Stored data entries

====

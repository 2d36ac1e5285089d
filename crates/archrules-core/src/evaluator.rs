//! Evaluation of registered rules against a class graph.

use rayon::prelude::*;
use std::path::Path;
use thiserror::Error;
use tracing::{debug, info, warn};

use crate::config::{Config, ConfigError};
use crate::model::{ClassGraph, ModelError};
use crate::registry::{RegisteredRule, RuleRegistry, RuleSet, RuleSetBox};
use crate::report::{Report, RuleOutcome};
use crate::rule::{Rule, RuleError};

/// Errors that can occur during evaluation.
#[derive(Debug, Error)]
pub enum EvaluatorError {
    /// A rule failed to build or two rules share a name.
    #[error(transparent)]
    Rule(#[from] RuleError),

    /// The model could not be loaded.
    #[error(transparent)]
    Model(#[from] ModelError),

    /// Configuration error.
    #[error("Configuration error: {0}")]
    Config(#[from] ConfigError),

    /// The worker pool could not be created.
    #[error("Failed to build evaluation thread pool: {0}")]
    ThreadPool(#[from] rayon::ThreadPoolBuildError),
}

/// Builder for configuring an [`Evaluator`].
#[derive(Default)]
pub struct EvaluatorBuilder {
    rule_sets: Vec<RuleSetBox>,
    config: Option<Config>,
    only: Vec<String>,
}

impl EvaluatorBuilder {
    /// Creates a new builder with default settings.
    #[must_use]
    pub fn new() -> Self {
        Self::default()
    }

    /// Adds a rule set.
    #[must_use]
    pub fn rule_set<S: RuleSet + 'static>(mut self, set: S) -> Self {
        self.rule_sets.push(Box::new(set));
        self
    }

    /// Adds boxed rule sets.
    #[must_use]
    pub fn rule_sets(mut self, sets: impl IntoIterator<Item = RuleSetBox>) -> Self {
        self.rule_sets.extend(sets);
        self
    }

    /// Sets the configuration.
    #[must_use]
    pub fn config(mut self, config: Config) -> Self {
        self.config = Some(config);
        self
    }

    /// Restricts evaluation to the named rules.
    #[must_use]
    pub fn only<I, S>(mut self, names: I) -> Self
    where
        I: IntoIterator<Item = S>,
        S: Into<String>,
    {
        self.only.extend(names.into_iter().map(Into::into));
        self
    }

    /// Builds every rule and the evaluator.
    ///
    /// # Errors
    ///
    /// Returns an error if a rule fails to build or a rule name is duplicated.
    pub fn build(self) -> Result<Evaluator, EvaluatorError> {
        let registry = RuleRegistry::from_sets(&self.rule_sets)?;
        debug!(
            "Registered {} rule(s) from {} rule set(s)",
            registry.len(),
            self.rule_sets.len()
        );
        Ok(Evaluator {
            registry,
            config: self.config.unwrap_or_default(),
            only: self.only,
        })
    }
}

/// Evaluates registered rules.
///
/// Use [`Evaluator::builder()`] to construct an instance.
pub struct Evaluator {
    registry: RuleRegistry,
    config: Config,
    only: Vec<String>,
}

impl Evaluator {
    /// Creates a new builder for configuring an evaluator.
    #[must_use]
    pub fn builder() -> EvaluatorBuilder {
        EvaluatorBuilder::new()
    }

    /// All registered rules.
    #[must_use]
    pub fn registry(&self) -> &RuleRegistry {
        &self.registry
    }

    /// The configuration in effect.
    #[must_use]
    pub fn config(&self) -> &Config {
        &self.config
    }

    /// Loads the model at `path` and evaluates it.
    ///
    /// # Errors
    ///
    /// Returns an error if the model cannot be loaded or the worker pool fails.
    pub fn evaluate_path(&self, path: &Path) -> Result<Report, EvaluatorError> {
        let graph = ClassGraph::load(path)?;
        self.evaluate(&graph)
    }

    /// Evaluates the selected, enabled rules against `graph`.
    ///
    /// # Errors
    ///
    /// Returns an error if the worker pool cannot be created.
    pub fn evaluate(&self, graph: &ClassGraph) -> Result<Report, EvaluatorError> {
        self.warn_unknown_names();
        let selected = self.selected_rules();
        info!(
            "Evaluating {} rule(s) against {} class(es)",
            selected.len(),
            graph.len()
        );

        let evaluate_one = |(registered, rule): &(&RegisteredRule, Rule)| {
            debug!("Evaluating rule: {}", registered.name);
            let result = rule.evaluate(graph);
            debug!(
                "Rule {} reported {} violation(s)",
                registered.name,
                result.violations.len()
            );
            RuleOutcome {
                rule_set: registered.rule_set,
                name: registered.name.clone(),
                result,
            }
        };

        let outcomes: Vec<RuleOutcome> = if self.config.evaluation.parallel {
            let mut pool = rayon::ThreadPoolBuilder::new();
            if let Some(threads) = self.config.evaluation.threads {
                pool = pool.num_threads(threads);
            }
            pool.build()?
                .install(|| selected.par_iter().map(evaluate_one).collect())
        } else {
            selected.iter().map(evaluate_one).collect()
        };

        let report = Report {
            outcomes,
            classes_checked: graph.len(),
        };
        info!(
            "Evaluation complete: {} violation(s) across {} rule(s)",
            report.violation_count(),
            report.outcomes.len()
        );
        Ok(report)
    }

    fn selected_rules(&self) -> Vec<(&RegisteredRule, Rule)> {
        self.registry
            .rules()
            .iter()
            .filter(|r| self.only.is_empty() || self.only.contains(&r.name))
            .filter(|r| {
                let enabled = self.config.is_rule_enabled(&r.name);
                if !enabled {
                    debug!("Skipping disabled rule: {}", r.name);
                }
                enabled
            })
            .map(|r| {
                let rule = match self.config.rule_priority(&r.name) {
                    Some(priority) => r.rule.clone().with_priority(priority),
                    None => r.rule.clone(),
                };
                (r, rule)
            })
            .collect()
    }

    fn warn_unknown_names(&self) {
        for name in self.config.rules.keys() {
            if self.registry.get(name).is_none() {
                warn!("Unknown rule in configuration: {}", name);
            }
        }
        for name in &self.only {
            if self.registry.get(name).is_none() {
                warn!("Unknown rule requested: {}", name);
            }
        }
    }
}

#[cfg(test)]
mod tests {
    use super::*;
    use crate::condition::conditions::depend_on_classes_that;
    use crate::config::RuleConfig;
    use crate::model::{ClassDto, FieldDto, ModelDocument};
    use crate::predicates::class::reside_in_a_package;
    use crate::registry::RuleMap;
    use crate::rule::{self, Priority};

    struct Layers;

    impl RuleSet for Layers {
        fn name(&self) -> &'static str {
            "layers"
        }

        fn rules(&self) -> Result<RuleMap, RuleError> {
            let to = |package: &str, priority: Priority| {
                rule::priority(priority)
                    .no_classes()
                    .that(reside_in_a_package("app.domain.."))
                    .should(depend_on_classes_that(reside_in_a_package(package)))
                    .build()
            };
            Ok(RuleMap::from([
                ("domain to web".to_string(), to("app.web..", Priority::High)?),
                ("domain to db".to_string(), to("app.db..", Priority::Low)?),
            ]))
        }
    }

    fn graph() -> ClassGraph {
        ClassGraph::from_document(
            ModelDocument::new().with_class(
                ClassDto::new("app.domain.Order")
                    .with_field(FieldDto::new("view", "app.web.OrderView"))
                    .with_field(FieldDto::new("row", "app.db.OrderRow")),
            ),
        )
        .unwrap()
    }

    fn evaluate(config: Config, only: &[&str]) -> Report {
        Evaluator::builder()
            .rule_set(Layers)
            .config(config)
            .only(only.iter().copied())
            .build()
            .unwrap()
            .evaluate(&graph())
            .unwrap()
    }

    #[test]
    fn evaluates_all_rules_sorted_by_name() {
        let report = evaluate(Config::default(), &[]);
        let names: Vec<&str> = report.outcomes.iter().map(|o| o.name.as_str()).collect();
        assert_eq!(names, ["domain to db", "domain to web"]);
        assert!(report.outcomes.iter().all(RuleOutcome::has_violation));
        assert!(report.has_violations_at(Priority::High));
        assert_eq!(report.classes_checked, 1);
    }

    #[test]
    fn sequential_and_parallel_agree() {
        let mut sequential = Config::default();
        sequential.evaluation.parallel = false;
        let mut parallel = Config::default();
        parallel.evaluation.threads = Some(2);
        let a = evaluate(sequential, &[]);
        let b = evaluate(parallel, &[]);
        let messages = |r: &Report| -> Vec<String> {
            r.outcomes
                .iter()
                .flat_map(|o| o.result.messages().into_iter().map(str::to_string))
                .collect()
        };
        assert_eq!(messages(&a), messages(&b));
    }

    #[test]
    fn config_disables_and_overrides_priorities() {
        let mut config = Config::default();
        config.rules.insert(
            "domain to web".to_string(),
            RuleConfig {
                enabled: Some(false),
                priority: None,
            },
        );
        config.rules.insert(
            "domain to db".to_string(),
            RuleConfig {
                enabled: None,
                priority: Some(Priority::High),
            },
        );
        config.rules.insert("not a rule".to_string(), RuleConfig::default());
        let report = evaluate(config, &[]);
        assert_eq!(report.outcomes.len(), 1);
        assert_eq!(report.outcomes[0].name, "domain to db");
        assert_eq!(report.outcomes[0].result.priority, Priority::High);
    }

    #[test]
    fn only_filters_rules() {
        let report = evaluate(Config::default(), &["domain to web"]);
        assert_eq!(report.outcomes.len(), 1);
        assert_eq!(report.outcomes[0].name, "domain to web");
    }

    #[test]
    fn duplicate_rule_names_fail_to_build() {
        let err = Evaluator::builder()
            .rule_set(Layers)
            .rule_set(Layers)
            .build()
            .err()
            .unwrap();
        assert!(matches!(err, EvaluatorError::Rule(RuleError::DuplicateName { .. })));
    }

    #[test]
    fn evaluate_path_reports_missing_model() {
        let dir = tempfile::tempdir().unwrap();
        let evaluator = Evaluator::builder().rule_set(Layers).build().unwrap();
        let err = evaluator
            .evaluate_path(&dir.path().join("absent.json"))
            .unwrap_err();
        assert!(matches!(err, EvaluatorError::Model(_)));
    }
}
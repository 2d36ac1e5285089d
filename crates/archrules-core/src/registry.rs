//! Rule sets and the registry that merges them.

use std::collections::BTreeMap;

use crate::rule::{Rule, RuleError};

/// Rules of one set, keyed by their unique name.
pub type RuleMap = BTreeMap<String, Rule>;

/// A named group of rules.
///
/// # Example
///
/// ```
/// use archrules_core::condition::conditions::depend_on_classes_that;
/// use archrules_core::predicates::class::reside_in_a_package;
/// use archrules_core::registry::{RuleMap, RuleSet};
/// use archrules_core::rule::{self, Priority, RuleError};
///
/// struct NoLegacy;
///
/// impl RuleSet for NoLegacy {
///     fn name(&self) -> &'static str { "legacy" }
///
///     fn rules(&self) -> Result<RuleMap, RuleError> {
///         let rule = rule::priority(Priority::Low)
///             .no_classes()
///             .should(depend_on_classes_that(reside_in_a_package("com.acme.legacy..")))
///             .allow_empty_should(true)
///             .build()?;
///         Ok(RuleMap::from([("no legacy".to_string(), rule)]))
///     }
/// }
/// ```
pub trait RuleSet: Send + Sync {
    /// Set name, e.g. `deprecation`.
    fn name(&self) -> &'static str;

    /// What the set enforces.
    fn description(&self) -> &'static str {
        ""
    }

    /// Builds the rules of this set.
    ///
    /// # Errors
    ///
    /// Returns an error if a rule definition is invalid.
    fn rules(&self) -> Result<RuleMap, RuleError>;
}

/// Boxed rule set.
pub type RuleSetBox = Box<dyn RuleSet>;

/// A rule together with its name and the set that registered it.
#[derive(Debug, Clone)]
pub struct RegisteredRule {
    /// Registering set.
    pub rule_set: &'static str,
    /// Unique rule name.
    pub name: String,
    /// The rule.
    pub rule: Rule,
}

/// All rules of several sets, sorted by name.
#[derive(Debug, Clone, Default)]
pub struct RuleRegistry {
    rules: Vec<RegisteredRule>,
}

impl RuleRegistry {
    /// Merges the rules of `sets`.
    ///
    /// # Errors
    ///
    /// Returns an error if a rule fails to build or a name is registered twice.
    pub fn from_sets(sets: &[RuleSetBox]) -> Result<Self, RuleError> {
        let mut merged: BTreeMap<String, RegisteredRule> = BTreeMap::new();
        for set in sets {
            for (name, rule) in set.rules()? {
                if let Some(existing) = merged.get(&name) {
                    return Err(RuleError::DuplicateName {
                        name,
                        first: existing.rule_set.to_string(),
                        second: set.name().to_string(),
                    });
                }
                merged.insert(
                    name.clone(),
                    RegisteredRule {
                        rule_set: set.name(),
                        name,
                        rule,
                    },
                );
            }
        }
        Ok(Self {
            rules: merged.into_values().collect(),
        })
    }

    /// Registered rules, sorted by name.
    #[must_use]
    pub fn rules(&self) -> &[RegisteredRule] {
        &self.rules
    }

    /// Looks up a rule by name.
    #[must_use]
    pub fn get(&self, name: &str) -> Option<&RegisteredRule> {
        self.rules
            .binary_search_by(|r| r.name.as_str().cmp(name))
            .ok()
            .map(|i| &self.rules[i])
    }

    /// Number of rules.
    #[must_use]
    pub fn len(&self) -> usize {
        self.rules.len()
    }

    /// Returns `true` if no rule is registered.
    #[must_use]
    pub fn is_empty(&self) -> bool {
        self.rules.is_empty()
    }
}

#[cfg(test)]
mod tests {
    use super::*;
    use crate::condition::ArchCondition;
    use crate::model::JavaClass;
    use crate::rule::{self, Priority};

    struct Fixed {
        name: &'static str,
        rules: &'static [&'static str],
    }

    impl RuleSet for Fixed {
        fn name(&self) -> &'static str {
            self.name
        }

        fn rules(&self) -> Result<RuleMap, RuleError> {
            let mut map = RuleMap::new();
            for name in self.rules {
                let rule = rule::priority(Priority::Low)
                    .classes()
                    .should(ArchCondition::<JavaClass>::new(*name, |_| Vec::new()))
                    .build()?;
                map.insert((*name).to_string(), rule);
            }
            Ok(map)
        }
    }

    #[test]
    fn merges_and_sorts_by_name() {
        let sets: Vec<RuleSetBox> = vec![
            Box::new(Fixed { name: "b", rules: &["zeta", "alpha"] }),
            Box::new(Fixed { name: "a", rules: &["mid"] }),
        ];
        let registry = RuleRegistry::from_sets(&sets).unwrap();
        let names: Vec<&str> = registry.rules().iter().map(|r| r.name.as_str()).collect();
        assert_eq!(names, ["alpha", "mid", "zeta"]);
        assert_eq!(registry.get("mid").unwrap().rule_set, "a");
        assert!(registry.get("missing").is_none());
        assert_eq!(registry.len(), 3);
    }

    #[test]
    fn duplicate_names_are_rejected() {
        let sets: Vec<RuleSetBox> = vec![
            Box::new(Fixed { name: "first", rules: &["same"] }),
            Box::new(Fixed { name: "second", rules: &["same"] }),
        ];
        let err = RuleRegistry::from_sets(&sets).unwrap_err();
        assert_eq!(
            err.to_string(),
            "Duplicate rule name 'same' in rule sets 'first' and 'second'"
        );
    }
}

====

• **Task requirements**:
From the records above, copy every line that includes the word "existing".

• **Your response**:
                if let Some(existing) = merged.get(&name) {
                        first: existing.rule_set.to_string(),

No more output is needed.